Please count the lines in the entries below that include the word "false", and give only the number.

--- TASK DATA ---

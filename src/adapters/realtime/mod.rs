mod protocol;
mod transport;

pub use protocol::{RealtimeFrame, RealtimeRequest};
pub use transport::RealtimeClient;
//! Cooperative cancellation for pipeline runs.

use std::sync::Arc;
use tokio::sync::watch;

/// A cloneable cancellation flag.
///
/// All clones observe the same flag. Once cancelled it stays cancelled.
#[derive(Debug, Clone)]
pub struct CancelToken {
    tx: Arc<watch::Sender<bool>>,
}

impl CancelToken {
    /// Create a token that is not cancelled.
    pub fn new() -> Self {
        let (tx, _rx) = watch::channel(false);
        Self { tx: Arc::new(tx) }
    }

    /// Signal cancellation to every clone of this token.
    pub fn cancel(&self) {
        self.tx.send_replace(true);
    }

    /// Returns `true` once [`CancelToken::cancel`] has been called.
    pub fn is_cancelled(&self) -> bool {
        *self.tx.borrow()
    }

    /// Wait until the token is cancelled.
    pub async fn cancelled(&self) {
        let mut rx = self.tx.subscribe();
        // The sender lives in `self`, so the channel cannot close under us.
        let _ = rx.wait_for(|cancelled| *cancelled).await;
    }
}

impl Default for CancelToken {
    fn default() -> Self {
        Self::new()
    }
}
//! I/O endpoints: chunk sources and record sinks.

mod sink;
mod source;

pub use sink::{LineSink, Sink, VecSink};
pub use source::{ChunkSource, IterSource, LineSource, RecordChunker, VecSource};

use anyhow::{Context, Result};
use std::fs::File;
use std::io::{self, BufRead, BufReader, BufWriter, Write};
use std::path::Path;

/// Open `path` for buffered reading, or stdin when `path` is `None` or `-`.
pub fn open_input(path: Option<&Path>) -> Result<Box<dyn BufRead + Send>> {
    match path {
        Some(p) if p != Path::new("-") => {
            let file = File::open(p)
                .with_context(|| format!("Failed to open input {}", p.display()))?;
            Ok(Box::new(BufReader::new(file)))
        }
        _ => Ok(Box::new(BufReader::new(io::stdin()))),
    }
}

/// Create `path` for buffered writing, or stdout when `path` is `None` or `-`.
pub fn open_output(path: Option<&Path>) -> Result<Box<dyn Write>> {
    match path {
        Some(p) if p != Path::new("-") => {
            let file = File::create(p)
                .with_context(|| format!("Failed to create output {}", p.display()))?;
            Ok(Box::new(BufWriter::new(file)))
        }
        _ => Ok(Box::new(BufWriter::new(io::stdout().lock()))),
    }
}
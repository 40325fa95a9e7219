//! Pipeline orchestration for ordered chunk processing.

mod cancel;
mod chunk;
mod dispatcher;
mod metrics;
mod ordered;
mod reassembler;
mod reorder_buffer;
mod worker;


pub use cancel::CancelToken;
pub use chunk::Chunk;
pub use metrics::{Metrics, MetricsReporter, MetricsSnapshot};
pub use ordered::{run, OrderedPipeline, PipelineConfig, PipelineStats};
pub use reassembler::{Reassembler, ReassemblyStats};
pub use reorder_buffer::ReorderBuffer;
pub use worker::Completion;
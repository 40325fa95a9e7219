//! Dispatch: pull chunks from the source and hand each to a worker under a
//! bounded number of concurrency tokens.
//!
//! ```text
//! ┌────────────┐  chunk_rx  ┌────────────┐  token  ┌─────────┐  done_tx
//! │   Source   │───────────▶│ Dispatcher │────────▶│ Workers │──────────▶ Reassembler
//! │ (blocking) │  (cap. 1)  └────────────┘  (N)    └─────────┘
//! └────────────┘
//! ```
//!
//! The completion channel closes once the dispatcher and every worker it
//! started have dropped their senders. The reassembler treats that as the
//! end of the run.

use super::worker::{run_worker, Completion, WorkerContext};
use super::{CancelToken, Chunk};
use crate::error::PipelineError;
use crate::io::ChunkSource;
use crate::transform::Transform;
use std::sync::Arc;
use tokio::sync::Semaphore;
use tokio::task::JoinHandle;

/// What the dispatcher got through before stopping.
#[derive(Debug, Default, Clone, Copy, PartialEq, Eq)]
pub(crate) struct DispatchSummary {
    pub chunks: u64,
    pub records: u64,
}

/// Pull chunks from `source` on a blocking thread and forward them, in
/// order, to `tx`.
///
/// Stops after the first error or when the receiving side goes away.
pub(crate) fn spawn_source_reader<I, S>(
    mut source: S,
    tx: async_channel::Sender<anyhow::Result<Chunk<I>>>,
) -> JoinHandle<()>
where
    I: Send + 'static,
    S: ChunkSource<I> + 'static,
{
    tokio::task::spawn_blocking(move || {
        while let Some(item) = source.next_chunk() {
            let failed = item.is_err();
            if tx.send_blocking(item).is_err() {
                tracing::debug!("Dispatcher stopped, source reader exiting");
                return;
            }
            if failed {
                return;
            }
        }
    })
}

/// Bounded-concurrency dispatcher.
pub(crate) struct Dispatcher<T, O> {
    tokens: Arc<Semaphore>,
    worker: WorkerContext<T, O>,
    cancel: CancelToken,
}

impl<T, O> Dispatcher<T, O> {
    /// Create a dispatcher issuing at most `concurrency` workers at once.
    pub(crate) fn new(concurrency: usize, worker: WorkerContext<T, O>, cancel: CancelToken) -> Self {
        Self {
            tokens: Arc::new(Semaphore::new(concurrency)),
            worker,
            cancel,
        }
    }

    async fn stopped(&self) {
        tokio::select! {
            _ = self.worker.halt.cancelled() => {}
            _ = self.cancel.cancelled() => {}
        }
    }

    /// Run until the source is exhausted, an error occurs, or the run is
    /// halted or cancelled.
    ///
    /// Source errors and out-of-sequence IDs are sent to the reassembler as a
    /// failed completion at the ID they occupy.
    pub(crate) async fn run<I>(
        self,
        chunks: async_channel::Receiver<anyhow::Result<Chunk<I>>>,
    ) -> DispatchSummary
    where
        T: Transform<I, O> + 'static,
        I: Send + 'static,
        O: Send + 'static,
    {
        let mut summary = DispatchSummary::default();
        let mut next_id: u64 = 0;

        loop {
            let item = tokio::select! {
                biased;
                _ = self.stopped() => break,
                item = chunks.recv() => item,
            };

            let chunk = match item {
                Err(_) => break, // source exhausted
                Ok(Err(source)) => {
                    let error = PipelineError::SourceRead { chunk_id: next_id, source };
                    self.fail(next_id, error).await;
                    break;
                }
                Ok(Ok(chunk)) if chunk.id != next_id => {
                    let error = PipelineError::OutOfSequence {
                        expected: next_id,
                        found: chunk.id,
                    };
                    self.fail(next_id, error).await;
                    break;
                }
                Ok(Ok(chunk)) => chunk,
            };

            let token = tokio::select! {
                biased;
                _ = self.stopped() => break,
                token = self.tokens.clone().acquire_owned() => match token {
                    Ok(token) => token,
                    Err(_) => break,
                },
            };

            next_id += 1;
            summary.chunks += 1;
            summary.records += chunk.len() as u64;
            self.worker.metrics.add_chunk_dispatched(chunk.len() as u64);
            tracing::trace!("Dispatching chunk {} ({} records)", chunk.id, chunk.len());

            tokio::spawn(run_worker(self.worker.clone(), chunk, token));
        }

        tracing::debug!(
            "Dispatcher finished after {} chunks ({} records)",
            summary.chunks,
            summary.records
        );
        summary
    }

    async fn fail(&self, id: u64, error: PipelineError) {
        tracing::debug!("Dispatch stopped at chunk {}: {}", id, error);
        self.worker.metrics.add_failure();
        self.worker.halt.cancel();
        let _ = self.worker.done.send(Completion::failed(id, error)).await;
    }
}
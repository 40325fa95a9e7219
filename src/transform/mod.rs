//! Per-chunk transforms run by pipeline workers.
//!
//! A transform receives one whole chunk and returns a chunk with the same ID.
//! It may filter, rewrite, or annotate records, and may change the record
//! type. Any closure `Fn(Chunk<I>) -> anyhow::Result<Chunk<O>>` is a transform.

mod grep;
mod replace;

pub use grep::{ExactMatchFilter, RegexFilter};
pub use replace::RegexReplace;

use crate::pipeline::Chunk;

/// A per-chunk processing function.
///
/// Implementations are shared across workers through an `Arc`, so any
/// auxiliary state they mutate must be synchronized by the implementation
/// itself. The pipeline makes no promise about the order in which workers
/// observe such state.
pub trait Transform<I, O>: Send + Sync {
    /// Transform one chunk. The returned chunk must carry `chunk.id`.
    fn apply(&self, chunk: Chunk<I>) -> anyhow::Result<Chunk<O>>;
}

impl<I, O, F> Transform<I, O> for F
where
    F: Fn(Chunk<I>) -> anyhow::Result<Chunk<O>> + Send + Sync,
{
    fn apply(&self, chunk: Chunk<I>) -> anyhow::Result<Chunk<O>> {
        self(chunk)
    }
}

/// Transform that returns every chunk unchanged.
#[derive(Debug, Clone, Copy, Default)]
pub struct Identity;

impl<R> Transform<R, R> for Identity {
    fn apply(&self, chunk: Chunk<R>) -> anyhow::Result<Chunk<R>> {
        Ok(chunk)
    }
}
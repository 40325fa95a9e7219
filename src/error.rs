//! Error types for ordered pipeline runs.

use thiserror::Error;

/// Result type alias for pipeline operations.
pub type Result<T> = std::result::Result<T, PipelineError>;

/// Error type for a pipeline run.
///
/// Every variant is fatal to the run that produced it. Records already
/// handed to the sink stay there.
#[derive(Error, Debug)]
pub enum PipelineError {
    /// The chunk source failed to produce the chunk at `chunk_id`.
    #[error("failed to read chunk {chunk_id}: {source:#}")]
    SourceRead {
        /// ID the failed chunk would have carried
        chunk_id: u64,
        /// Underlying reader error
        source: anyhow::Error,
    },

    /// The transform rejected a chunk.
    #[error("transform failed on chunk {chunk_id}: {source:#}")]
    Transform {
        /// ID of the chunk being transformed
        chunk_id: u64,
        /// Underlying transform error
        source: anyhow::Error,
    },

    /// The sink failed to accept records.
    #[error("failed to write chunk {chunk_id}: {source:#}")]
    SinkWrite {
        /// ID of the chunk being written (the last emitted ID for flush failures)
        chunk_id: u64,
        /// Underlying writer error
        source: anyhow::Error,
    },

    /// The source produced a chunk ID out of sequence.
    #[error("chunk source out of sequence: expected id {expected}, found {found}")]
    OutOfSequence {
        /// The next contiguous ID
        expected: u64,
        /// The ID the source actually produced
        found: u64,
    },

    /// A transform returned a chunk with a different ID than it was given.
    #[error("transform changed chunk id {expected} to {found}")]
    IdMismatch {
        /// ID of the chunk handed to the transform
        expected: u64,
        /// ID of the chunk the transform returned
        found: u64,
    },

    /// The transform panicked while processing a chunk.
    #[error("worker panicked while transforming chunk {chunk_id}")]
    WorkerPanicked {
        /// ID of the chunk being transformed
        chunk_id: u64,
    },

    /// The run was cancelled by the caller.
    #[error("pipeline cancelled")]
    Cancelled,

    /// The pipeline was configured with invalid parameters.
    #[error("invalid pipeline configuration: {0}")]
    InvalidConfig(String),
}

impl PipelineError {
    /// Chunk ID the error is attributed to, if any.
    pub fn chunk_id(&self) -> Option<u64> {
        match self {
            PipelineError::SourceRead { chunk_id, .. }
            | PipelineError::Transform { chunk_id, .. }
            | PipelineError::SinkWrite { chunk_id, .. }
            | PipelineError::WorkerPanicked { chunk_id } => Some(*chunk_id),
            PipelineError::OutOfSequence { expected, .. } => Some(*expected),
            PipelineError::IdMismatch { expected, .. } => Some(*expected),
            PipelineError::Cancelled | PipelineError::InvalidConfig(_) => None,
        }
    }

    /// Returns `true` if the run ended because it was cancelled.
    pub fn is_cancelled(&self) -> bool {
        matches!(self, PipelineError::Cancelled)
    }
}

#[cfg(test)]
mod tests {
    use super::*;

    #[test]
    fn test_source_read_message() {
        let error = PipelineError::SourceRead {
            chunk_id: 3,
            source: anyhow::anyhow!("ParseFailure"),
        };
        let msg = format!("{error}");
        assert!(msg.contains("chunk 3"));
        assert!(msg.contains("ParseFailure"));
        assert_eq!(error.chunk_id(), Some(3));
    }

    #[test]
    fn test_out_of_sequence_message() {
        let error = PipelineError::OutOfSequence { expected: 2, found: 4 };
        let msg = format!("{error}");
        assert!(msg.contains("expected id 2"));
        assert!(msg.contains("found 4"));
        assert_eq!(error.chunk_id(), Some(2));
    }

    #[test]
    fn test_cancelled_has_no_chunk() {
        let error = PipelineError::Cancelled;
        assert!(error.is_cancelled());
        assert_eq!(error.chunk_id(), None);
    }

    #[test]
    fn test_transform_keeps_context_chain() {
        let source = anyhow::anyhow!("bad record").context("while replacing");
        let error = PipelineError::Transform { chunk_id: 0, source };
        let msg = format!("{error}");
        assert!(msg.contains("while replacing"));
        assert!(msg.contains("bad record"));
    }
}
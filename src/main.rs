//! seqflow CLI
//!
//! Line-oriented record processing with ordered, bounded-concurrency workers.

use anyhow::{Context, Result};
use clap::{Parser, Subcommand};
use std::path::PathBuf;
use tracing_subscriber::{fmt, prelude::*, EnvFilter};

use seqflow::io::{open_input, open_output, LineSink, LineSource};
use seqflow::transform::{ExactMatchFilter, RegexFilter, RegexReplace};
use seqflow::{build_runtime, run_to_completion, Config, OrderedPipeline, Transform};

#[derive(Parser)]
#[command(name = "seqflow")]
#[command(about = "Process line records with ordered parallel workers", long_about = None)]
struct Cli {
    /// Path to configuration file (defaults apply when omitted)
    #[arg(short, long, global = true)]
    config: Option<PathBuf>,

    /// Override number of concurrent workers
    #[arg(short = 'j', long, global = true)]
    threads: Option<usize>,

    /// Override records per chunk
    #[arg(long, global = true)]
    chunk_size: Option<usize>,

    /// Input file ("-" for stdin)
    #[arg(short, long, global = true)]
    input: Option<PathBuf>,

    /// Output file ("-" for stdout)
    #[arg(short, long, global = true)]
    output: Option<PathBuf>,

    #[command(subcommand)]
    command: Commands,
}

#[derive(Subcommand)]
enum Commands {
    /// Keep lines matching patterns
    Grep {
        /// Regular expression to match (repeatable)
        #[arg(short, long = "pattern")]
        patterns: Vec<String>,

        /// File of exact whole-line patterns, one per line
        #[arg(short = 'f', long, conflicts_with = "patterns")]
        pattern_file: Option<PathBuf>,

        /// Keep lines that do not match
        #[arg(short = 'v', long)]
        invert: bool,

        /// Stop matching a pattern after its first hit (single worker only)
        #[arg(long, requires = "pattern_file")]
        delete_matched: bool,
    },

    /// Replace regex matches in every line
    Replace {
        /// Regular expression to replace
        #[arg(short, long)]
        pattern: String,

        /// Replacement text; `$1` / `${name}` refer to capture groups
        #[arg(short, long)]
        replacement: String,
    },

    /// Validate configuration
    Validate,

    /// Generate a sample configuration file
    GenerateConfig {
        /// Output path for configuration file
        #[arg(long = "to", default_value = "config.yaml")]
        path: PathBuf,
    },
}

fn main() {
    // Logs go to stderr; stdout may carry records.
    tracing_subscriber::registry()
        .with(fmt::layer().with_writer(std::io::stderr))
        .with(EnvFilter::from_default_env().add_directive(tracing::Level::INFO.into()))
        .init();

    let cli = Cli::parse();

    if let Err(e) = dispatch(cli) {
        tracing::error!("{:#}", e);
        std::process::exit(1);
    }
}

fn dispatch(cli: Cli) -> Result<()> {
    match cli.command {
        Commands::GenerateConfig { ref path } => generate_config_command(path),
        Commands::Validate => validate_command(&cli),
        Commands::Grep {
            ref patterns,
            ref pattern_file,
            invert,
            delete_matched,
        } => {
            let config = load_config(&cli)?;
            match pattern_file {
                Some(file) => {
                    let patterns = read_patterns(file)?;
                    tracing::info!("Loaded {} exact patterns from {}", patterns.len(), file.display());
                    let filter = ExactMatchFilter::new(
                        patterns,
                        invert,
                        delete_matched,
                        config.processing.concurrency,
                    );
                    run_command(config, filter)
                }
                None => {
                    if patterns.is_empty() {
                        anyhow::bail!("grep needs at least one --pattern or a --pattern-file");
                    }
                    run_command(config, RegexFilter::new(patterns, invert)?)
                }
            }
        }
        Commands::Replace {
            ref pattern,
            ref replacement,
        } => {
            let config = load_config(&cli)?;
            run_command(config, RegexReplace::new(pattern, replacement.as_str())?)
        }
    }
}

/// Load the config file (or defaults) and apply command-line overrides.
fn load_config(cli: &Cli) -> Result<Config> {
    let mut config = match &cli.config {
        Some(path) => Config::from_file(path)
            .with_context(|| format!("Failed to load config {}", path.display()))?,
        None => Config::default(),
    };

    // Apply overrides
    if let Some(threads) = cli.threads {
        config.processing.concurrency = threads;
    }
    if let Some(size) = cli.chunk_size {
        config.processing.chunk_size = size;
    }
    if cli.input.is_some() {
        config.input.path = cli.input.clone();
    }
    if cli.output.is_some() {
        config.output.path = cli.output.clone();
    }

    config.validate()?;
    Ok(config)
}

fn read_patterns(path: &PathBuf) -> Result<Vec<String>> {
    let contents = std::fs::read_to_string(path)
        .with_context(|| format!("Failed to read pattern file {}", path.display()))?;
    Ok(contents
        .lines()
        .map(|line| line.trim_end_matches('\r'))
        .filter(|line| !line.is_empty())
        .map(str::to_string)
        .collect())
}

fn run_command<T>(config: Config, transform: T) -> Result<()>
where
    T: Transform<String, String> + 'static,
{
    let runtime = build_runtime(config.processing.worker_threads)?;

    run_to_completion(runtime, async {
        let reader = open_input(config.input.path.as_deref())?;
        let writer = open_output(config.output.path.as_deref())?;

        let source = LineSource::new(reader, config.processing.chunk_size);
        let mut sink = LineSink::new(writer);

        let pipeline = OrderedPipeline::new(transform, config.processing.to_pipeline_config());

        let cancel = pipeline.cancel_token();
        tokio::spawn(async move {
            if tokio::signal::ctrl_c().await.is_ok() {
                tracing::warn!("Interrupted, stopping");
                cancel.cancel();
            }
            // A second interrupt exits without waiting for the pipeline
            if tokio::signal::ctrl_c().await.is_ok() {
                std::process::exit(130);
            }
        });

        let result = pipeline.run(source, &mut sink).await;

        if let Some(path) = &config.processing.metrics_output_path {
            pipeline.metrics().snapshot().save_to_file(path)?;
        }

        let stats = result?;
        tracing::info!("{}", stats);
        Ok(())
    })
}

fn validate_command(cli: &Cli) -> Result<()> {
    load_config(cli)?;
    println!("Configuration is valid");
    Ok(())
}

fn generate_config_command(path: &PathBuf) -> Result<()> {
    // Generate a commented YAML config
    let yaml = r#"# seqflow configuration

# === INPUT: Where to read records from ===
input:
  # File with one record per line (null or "-" = stdin)
  path: null

# === OUTPUT: Where to write records to ===
output:
  # File to write (null or "-" = stdout)
  path: null

# === PROCESSING: Performance tuning ===
processing:
  # Number of chunks transformed concurrently
  # 1 processes chunks strictly in sequence
  concurrency: 4

  # Records per chunk
  chunk_size: 1000

  # Completion channel capacity (null = concurrency)
  # completion_buffer: 16

  # Tokio worker threads (null = num CPUs)
  # worker_threads: 8

  # Log throughput while processing
  enable_metrics: false

  # Metrics reporting interval in seconds
  metrics_interval_secs: 10

  # Save a JSON metrics snapshot after the run
  # metrics_output_path: "metrics.json"
"#;

    std::fs::write(path, yaml)?;
    println!("Generated sample configuration at: {}", path.display());

    Ok(())
}

#[cfg(test)]
mod tests {
    use super::*;

    #[test]
    fn test_cli_parse_grep() {
        let cli = Cli::try_parse_from(["seqflow", "grep", "-p", "^>chr1", "-p", "ACGT", "-j", "8"])
            .unwrap();
        assert_eq!(cli.threads, Some(8));
        match cli.command {
            Commands::Grep { patterns, invert, .. } => {
                assert_eq!(patterns, vec!["^>chr1", "ACGT"]);
                assert!(!invert);
            }
            _ => panic!("expected grep"),
        }
    }

    #[test]
    fn test_cli_delete_matched_requires_pattern_file() {
        assert!(Cli::try_parse_from(["seqflow", "grep", "-p", "x", "--delete-matched"]).is_err());
        assert!(Cli::try_parse_from([
            "seqflow",
            "grep",
            "-f",
            "ids.txt",
            "--delete-matched"
        ])
        .is_ok());
    }

    #[test]
    fn test_cli_parse_replace() {
        let cli = Cli::try_parse_from(["seqflow", "replace", "-p", "^chr", "-r", "Chr"]);
        assert!(cli.is_ok());
    }

    #[test]
    fn test_cli_parse_validate_with_config() {
        let cli = Cli::try_parse_from(["seqflow", "validate", "-c", "test.json"]).unwrap();
        assert_eq!(cli.config, Some(PathBuf::from("test.json")));
    }

    #[test]
    fn test_overrides_applied() {
        let cli = Cli::try_parse_from([
            "seqflow",
            "--chunk-size",
            "50",
            "-j",
            "3",
            "-o",
            "out.txt",
            "replace",
            "-p",
            "a",
            "-r",
            "b",
        ])
        .unwrap();
        let config = load_config(&cli).unwrap();
        assert_eq!(config.processing.chunk_size, 50);
        assert_eq!(config.processing.concurrency, 3);
        assert_eq!(config.output.path, Some(PathBuf::from("out.txt")));
    }

    #[test]
    fn test_zero_threads_rejected() {
        let cli = Cli::try_parse_from(["seqflow", "-j", "0", "validate"]).unwrap();
        assert!(load_config(&cli).is_err());
    }

    #[test]
    fn test_generated_config_is_valid() {
        let dir = tempfile::tempdir().unwrap();
        let path = dir.path().join("config.yaml");
        generate_config_command(&path).unwrap();

        let config = Config::from_file(&path).unwrap();
        assert!(config.validate().is_ok());
        assert_eq!(config.processing.concurrency, 4);
    }

    #[test]
    fn test_read_patterns_skips_blank_lines() {
        let dir = tempfile::tempdir().unwrap();
        let path = dir.path().join("ids.txt");
        std::fs::write(&path, "read1\r\n\nread2\n").unwrap();
        assert_eq!(read_patterns(&path).unwrap(), vec!["read1", "read2"]);
    }
}
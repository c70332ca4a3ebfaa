//! DocumentCollection trait definition

use async_trait::async_trait;
use bson::oid::ObjectId;
use bson::Document;

use super::store::StoreError;

/// Name of the single collection holding stored objects
pub const STORE_COLLECTION: &str = "store";

/// The subset of a document collection the store client relies on
///
/// Filters are equality matches on top-level fields. Implementations only
/// need single-document atomicity.
#[async_trait]
pub trait DocumentCollection: Send + Sync + 'static {
    /// First document matching `filter`
    async fn find_one(&self, filter: Document) -> Result<Option<Document>, StoreError>;

    /// Every document matching `filter`, in store-native order
    async fn find(&self, filter: Document) -> Result<Vec<Document>, StoreError>;

    /// Insert a document, returning its `_id`
    ///
    /// A missing `_id` is generated by the store.
    async fn insert_one(&self, document: Document) -> Result<ObjectId, StoreError>;

    /// Replace the first document matching `filter`, returning the matched count
    async fn replace_one(&self, filter: Document, replacement: Document)
        -> Result<u64, StoreError>;

    /// Apply a `$set` update to the first match, returning the matched count
    async fn update_one(&self, filter: Document, update: Document) -> Result<u64, StoreError>;

    /// Delete the first document matching `filter`, returning the deleted count
    async fn delete_one(&self, filter: Document) -> Result<u64, StoreError>;

    /// Close the underlying connection
    async fn shutdown(&self) -> Result<(), StoreError>;
}
//! StoreClient trait definition

use std::time::Duration;

use async_trait::async_trait;
use uuid::Uuid;

use crate::model::StoredObject;

/// Error type for store operations
#[derive(Debug, thiserror::Error)]
pub enum StoreError {
    /// Identifier string could not be decoded
    #[error("malformed identifier: {0}")]
    MalformedIdentifier(String),

    /// Operation requires an identifier that was not supplied
    #[error("missing identifier: {0}")]
    MissingIdentifier(&'static str),

    /// A document with this correlation UUID already exists
    #[error("object exists in database: {0}")]
    DuplicateObject(Uuid),

    /// The store already holds a document with this `_id`
    #[error("duplicate key: {0}")]
    DuplicateKey(String),

    /// No document matched the identifier
    #[error("object not found: {0}")]
    NotFound(String),

    /// Connection or driver failure
    #[error("store unavailable: {0}")]
    Unavailable(String),

    /// Operation did not finish before its deadline
    #[error("store operation timed out after {0:?}")]
    Timeout(Duration),

    /// Document could not be mapped to or from a StoredObject
    #[error("serialization error: {0}")]
    Serialization(String),

    /// Invalid connection configuration
    #[error("configuration error: {0}")]
    Configuration(String),

    /// The client was already disconnected
    #[error("store client is disconnected")]
    Disconnected,
}

impl StoreError {
    /// Whether a caller could reasonably re-submit the same request later
    pub fn is_transient(&self) -> bool {
        matches!(self, Self::Unavailable(_) | Self::Timeout(_))
    }
}

/// Persistence client for pipeline items awaiting retry
///
/// Every operation runs independently under the client's per-call timeout.
/// Nothing is retried internally; retry policy belongs to the caller.
#[async_trait]
pub trait StoreClient: Send + Sync + 'static {
    /// Persist a new object and return its composite identifier
    ///
    /// Fails with [`StoreError::DuplicateObject`] when the object carries a
    /// correlation UUID that is already stored and no store id.
    async fn store(&self, object: StoredObject) -> Result<String, StoreError>;

    /// Load every object belonging to `app_service_key`
    ///
    /// No ordering is guaranteed. Any failure discards all results.
    async fn retrieve_from_store(
        &self,
        app_service_key: &str,
    ) -> Result<Vec<StoredObject>, StoreError>;

    /// Replace the stored document for `object.id` with `object`
    async fn update(&self, object: StoredObject) -> Result<(), StoreError>;

    /// Set only the retry count of the object with `id`
    ///
    /// Returns the number of documents matched. Zero is not an error.
    async fn update_retry_count(&self, id: &str, count: u32) -> Result<u64, StoreError>;

    /// Delete the object with `id`
    ///
    /// Returns the number of documents deleted. Zero is not an error.
    async fn remove_from_store(&self, id: &str) -> Result<u64, StoreError>;

    /// Close the underlying connection
    ///
    /// All later calls, including a second disconnect, fail with
    /// [`StoreError::Disconnected`].
    async fn disconnect(&self) -> Result<(), StoreError>;
}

---

→ COMPLETED EXERCISE:
2